I'll put down what's working for me so far (ymmv in different areas and on different soils!) and I'm really hoping others will share what they like for these conditions, because I could sure use more information and ideas myself!

I am in what used to be a cedar swamp but was a hayfield for a long time before the house was built. Much of the back yard floods every spring (along with much of the front horse paddocks and a whole lot of the adjacent hayfields and meadows). We have 6-12" of clayey topsoil underlain by pure bricklike tan or bluish clay down at least 5 feet. I believe our soil is a bit acidic but have not done widespread testing. The main thing is that we're in a serious frost pocket (ave. last frost is 1st wk of June, almost 2 wks later than urrounding higher land) an it's open and WINDY!

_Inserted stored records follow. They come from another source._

//! Access to the external git repository that build files are synced with.
//!
//! The sync engine only talks to [`Repository`]; credentials are owned by
//! whoever constructs the implementation.

pub mod git;
pub mod memory;

pub use git::{Credentials, GitRepository};
pub use memory::MemoryRepository;

use serde::{Deserialize, Serialize};
use thiserror::Error;

pub type RepoResult<T> = std::result::Result<T, RepositoryError>;

#[derive(Debug, Clone, Copy, PartialEq, Eq, Serialize, Deserialize)]
#[serde(rename_all = "snake_case")]
pub enum RepositoryErrorKind {
    /// Network hiccup or lock contention; worth retrying.
    Transient,
    Authentication,
    NotFound,
    /// Remote refused the update (e.g. non-fast-forward).
    Rejected,
    Other,
}

#[derive(Error, Debug, Clone, PartialEq, Eq)]
#[error("repository access failed ({kind:?}): {message}")]
pub struct RepositoryError {
    pub kind: RepositoryErrorKind,
    pub message: String,
}

impl RepositoryError {
    pub fn new(kind: RepositoryErrorKind, message: impl Into<String>) -> Self {
        Self {
            kind,
            message: message.into(),
        }
    }

    pub fn not_found(message: impl Into<String>) -> Self {
        Self::new(RepositoryErrorKind::NotFound, message)
    }

    pub fn is_transient(&self) -> bool {
        self.kind == RepositoryErrorKind::Transient
    }
}

#[derive(Debug, Clone, PartialEq, Eq, Serialize, Deserialize)]
pub struct FetchedTree {
    pub commit: String,
    /// Every file path in the tree at `commit`.
    pub paths: Vec<String>,
}

#[derive(Debug, Clone, Copy, PartialEq, Eq, Serialize, Deserialize)]
#[serde(rename_all = "lowercase")]
pub enum PathChangeKind {
    Added,
    Modified,
    Removed,
}

#[derive(Debug, Clone, PartialEq, Eq, Serialize, Deserialize)]
pub struct PathChange {
    pub path: String,
    pub kind: PathChangeKind,
}

#[derive(Debug, Clone, PartialEq, Eq, Serialize, Deserialize)]
pub enum FileChange {
    Write { path: String, contents: Vec<u8> },
    Delete { path: String },
}

impl FileChange {
    pub fn path(&self) -> &str {
        match self {
            FileChange::Write { path, .. } | FileChange::Delete { path } => path,
        }
    }
}

#[derive(Debug, Clone, Copy, Default, PartialEq, Eq, Serialize, Deserialize)]
pub struct Capabilities {
    pub can_push: bool,
    pub can_create_pr: bool,
}

/// Blocking repository operations. Implementations must be shareable across
/// the server's worker threads.
pub trait Repository: Send + Sync {
    /// Stable identifier used to key locks and links.
    fn id(&self) -> &str;

    fn fetch(&self, branch: &str) -> RepoResult<FetchedTree>;

    fn diff_tree(&self, from_commit: &str, to_commit: &str) -> RepoResult<Vec<PathChange>>;

    fn read_file(&self, commit: &str, path: &str) -> RepoResult<Vec<u8>>;

    fn commit_and_push(
        &self,
        branch: &str,
        changes: &[FileChange],
        message: &str,
    ) -> RepoResult<String>;

    fn capabilities(&self) -> Capabilities;
}
//! # buildsync-server
//!
//! HTTP surface over the buildsync engine: version history, rollback, bulk
//! appends and git pull/push. Also runs the idle-build finalization sweep.

pub mod api;
pub mod server;
pub mod sweeper;

pub use api::{create_router, ApiError, AppState};
pub use server::BuildsyncServer;
pub use sweeper::spawn_sweeper;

I can't say much about trees as alas we have hardly any other than poplar, willows and silver and manitoba maple (all of which shed branches like crazy but grow real well, much as I dislike them) and white spruce and eastern white cedar. The cedar does well here, even in fairly windy sites if planted in dense clumps or double hedges so they protect each other. I planted about 15 tiny larches (tamaracks, you know? the native one), some of which are now taller than me and they seem to do pretty well if well mulched for summer (otherwise braches die back during droughts), hopefully they will continue to thrive as they enlarge. Scots pine and junipers do well in areas of higher sandier soil. Chokecherries, including (so far) Amur chokecherry Prunus maackii with extremely beautiful coppery bark, do well here too. Oh, and Amur maple in non-soggy places. Many of these things naturalize into pernicious environmental scouges so check in your region before you plant.

Trees that demonstrably do poorly on our property include european and paper birches (planted by former owners in lawn, their roots bake in summer and they are dying slowly and uglily -- BUT if they were in a clump, well-mulched, in more organicky soil they would prob. be fine as we have many wild ones around), apples (too darn soggy, than too baked in summer).

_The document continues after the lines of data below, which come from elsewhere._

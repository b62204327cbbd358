//! Pull and push between the version store and a git repository.
//!
//! A pull fetches the branch tip, works out which linked paths changed since
//! each link's last synced commit, and turns every changed file into at most
//! one build. Each file is applied in its own transaction: one bad file is
//! recorded as a failure and the rest of the job carries on.

use crate::config::SyncConfig;
use crate::conflict::{Assessment, ConflictReport, ConflictResolver, Resolution};
use crate::error::{Error, Result};
use crate::frontmatter::{self, FrontmatterFields};
use crate::models::{Build, BuildSource, EntityState, GitLink, LinkStatus};
use crate::repository::{
    FetchedTree, FileChange, PathChangeKind, RepoResult, Repository, RepositoryErrorKind,
};
use crate::versions::VersionStore;
use chrono::{DateTime, Utc};
use serde::{Deserialize, Serialize};
use std::collections::{BTreeMap, BTreeSet, HashMap, HashSet};
use std::path::Path;
use std::sync::{Arc, Mutex, MutexGuard};
use std::thread;
use tokio_util::sync::CancellationToken;
use tracing::{debug, error, info, warn};
use uuid::Uuid;

#[derive(Debug, Clone, Copy, PartialEq, Eq, Serialize, Deserialize)]
#[serde(rename_all = "snake_case")]
pub enum SyncPhase {
    Idle,
    Fetching,
    DiffingTree,
    ApplyingChanges,
    Completed,
    PartiallyFailed,
}

#[derive(Debug, Clone, PartialEq, Serialize, Deserialize)]
pub struct SyncFailure {
    pub path: Option<String>,
    pub entity_id: Option<Uuid>,
    pub error: String,
}

impl SyncFailure {
    fn new(path: Option<&str>, entity_id: Option<Uuid>, error: &Error) -> Self {
        Self {
            path: path.map(str::to_string),
            entity_id,
            error: error.to_string(),
        }
    }
}

#[derive(Debug, Clone, PartialEq, Serialize, Deserialize)]
pub struct AppliedChange {
    pub path: String,
    pub entity_id: Uuid,
    pub kind: PathChangeKind,
    /// Version created, or `None` when the link only advanced.
    pub version: Option<u32>,
}

#[derive(Debug, Clone, Serialize, Deserialize)]
pub struct SyncReport {
    pub job_id: Uuid,
    pub repo_id: String,
    pub branch: String,
    pub commit: Option<String>,
    pub phase: SyncPhase,
    pub applied: Vec<AppliedChange>,
    pub conflicts: Vec<ConflictReport>,
    pub failures: Vec<SyncFailure>,
    pub cancelled: bool,
    pub started_at: DateTime<Utc>,
    pub finished_at: Option<DateTime<Utc>>,
}

impl SyncReport {
    pub fn builds_created(&self) -> usize {
        self.applied.iter().filter(|c| c.version.is_some()).count()
    }
}

#[derive(Debug, Clone, Serialize, Deserialize)]
pub struct PushOutcome {
    /// Commit created on the branch, if anything was written.
    pub commit: Option<String>,
    pub pushed: Vec<Uuid>,
    pub failures: Vec<SyncFailure>,
    /// Entities held back because the file also changed upstream.
    #[serde(default)]
    pub conflicts: Vec<ConflictReport>,
}

/// One sync job per repository at a time.
#[derive(Default)]
pub struct RepoLocks {
    active: Mutex<HashSet<String>>,
}

pub struct RepoLockGuard<'a> {
    locks: &'a RepoLocks,
    repo_id: String,
}

impl RepoLocks {
    pub fn new() -> Self {
        Self::default()
    }

    pub fn try_acquire(&self, repo_id: &str) -> Result<RepoLockGuard<'_>> {
        let mut active = self.active.lock().unwrap_or_else(|e| e.into_inner());
        if !active.insert(repo_id.to_string()) {
            return Err(Error::SyncInProgress(repo_id.to_string()));
        }
        Ok(RepoLockGuard {
            locks: self,
            repo_id: repo_id.to_string(),
        })
    }

    pub fn is_locked(&self, repo_id: &str) -> bool {
        self.active
            .lock()
            .unwrap_or_else(|e| e.into_inner())
            .contains(repo_id)
    }
}

impl Drop for RepoLockGuard<'_> {
    fn drop(&mut self) {
        self.locks
            .active
            .lock()
            .unwrap_or_else(|e| e.into_inner())
            .remove(&self.repo_id);
    }
}

enum Action {
    Added,
    Modified,
    Removed,
    /// Path untouched since the link's commit; only the commit moves.
    Advance,
}

struct WorkItem {
    path: String,
    action: Action,
    link: Option<GitLink>,
}

enum ItemOutcome {
    Applied(AppliedChange),
    Conflict(ConflictReport),
    Unchanged,
}

struct SyncJob {
    report: SyncReport,
}

impl SyncJob {
    fn new(repo_id: &str, branch: &str, now: DateTime<Utc>) -> Self {
        Self {
            report: SyncReport {
                job_id: Uuid::new_v4(),
                repo_id: repo_id.to_string(),
                branch: branch.to_string(),
                commit: None,
                phase: SyncPhase::Idle,
                applied: Vec::new(),
                conflicts: Vec::new(),
                failures: Vec::new(),
                cancelled: false,
                started_at: now,
                finished_at: None,
            },
        }
    }

    fn enter(&mut self, phase: SyncPhase) {
        debug!(
            job_id = %self.report.job_id,
            from = ?self.report.phase,
            to = ?phase,
            "sync phase"
        );
        self.report.phase = phase;
    }

    fn finish(mut self, now: DateTime<Utc>) -> SyncReport {
        let phase = if self.report.failures.is_empty() && !self.report.cancelled {
            SyncPhase::Completed
        } else {
            SyncPhase::PartiallyFailed
        };
        self.enter(phase);
        self.report.finished_at = Some(now);
        self.report
    }
}

pub struct GitSyncOrchestrator {
    store: Arc<Mutex<VersionStore>>,
    config: SyncConfig,
    locks: Arc<RepoLocks>,
}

I can be of a little more use on shrubs. Can't-kill-it-with-a-stick mainstays include lilac (including korean, palibin and littleleaf); ninebark (incl. wild type as well as the purple-leafed cultivars, I just don't care for the yellow-leaved ones or 'coppertina'); shadblow or saskatoons or whatever you personally call the hardier coupla spp of Amelanchier (highly reccommend for brief flowers, fruit and fall color); bridalwreath spirea (S. vanhouttei, probably other v. hardy spireas would do as well); manchurian aka peking cherry whose latin name I cannot offhand recall; shrub type potentillas; and any Aronia chokeberry, 'brilliantissima' of the red species having a really nice set of flowers, berries and fall cover (rabbits just ate mine, though, aargh). Winterberry (Ilex somethingorother) and seven sons tree Heptacodium may do well but needs a few more winters for me to really know. Snowberry and relatives (Symphorocarpos, spelling?) does real well but only in less windy places. As vine cover for even really exposed fences, I have splendid, beautiful, vigorous results with Clematis tangutica.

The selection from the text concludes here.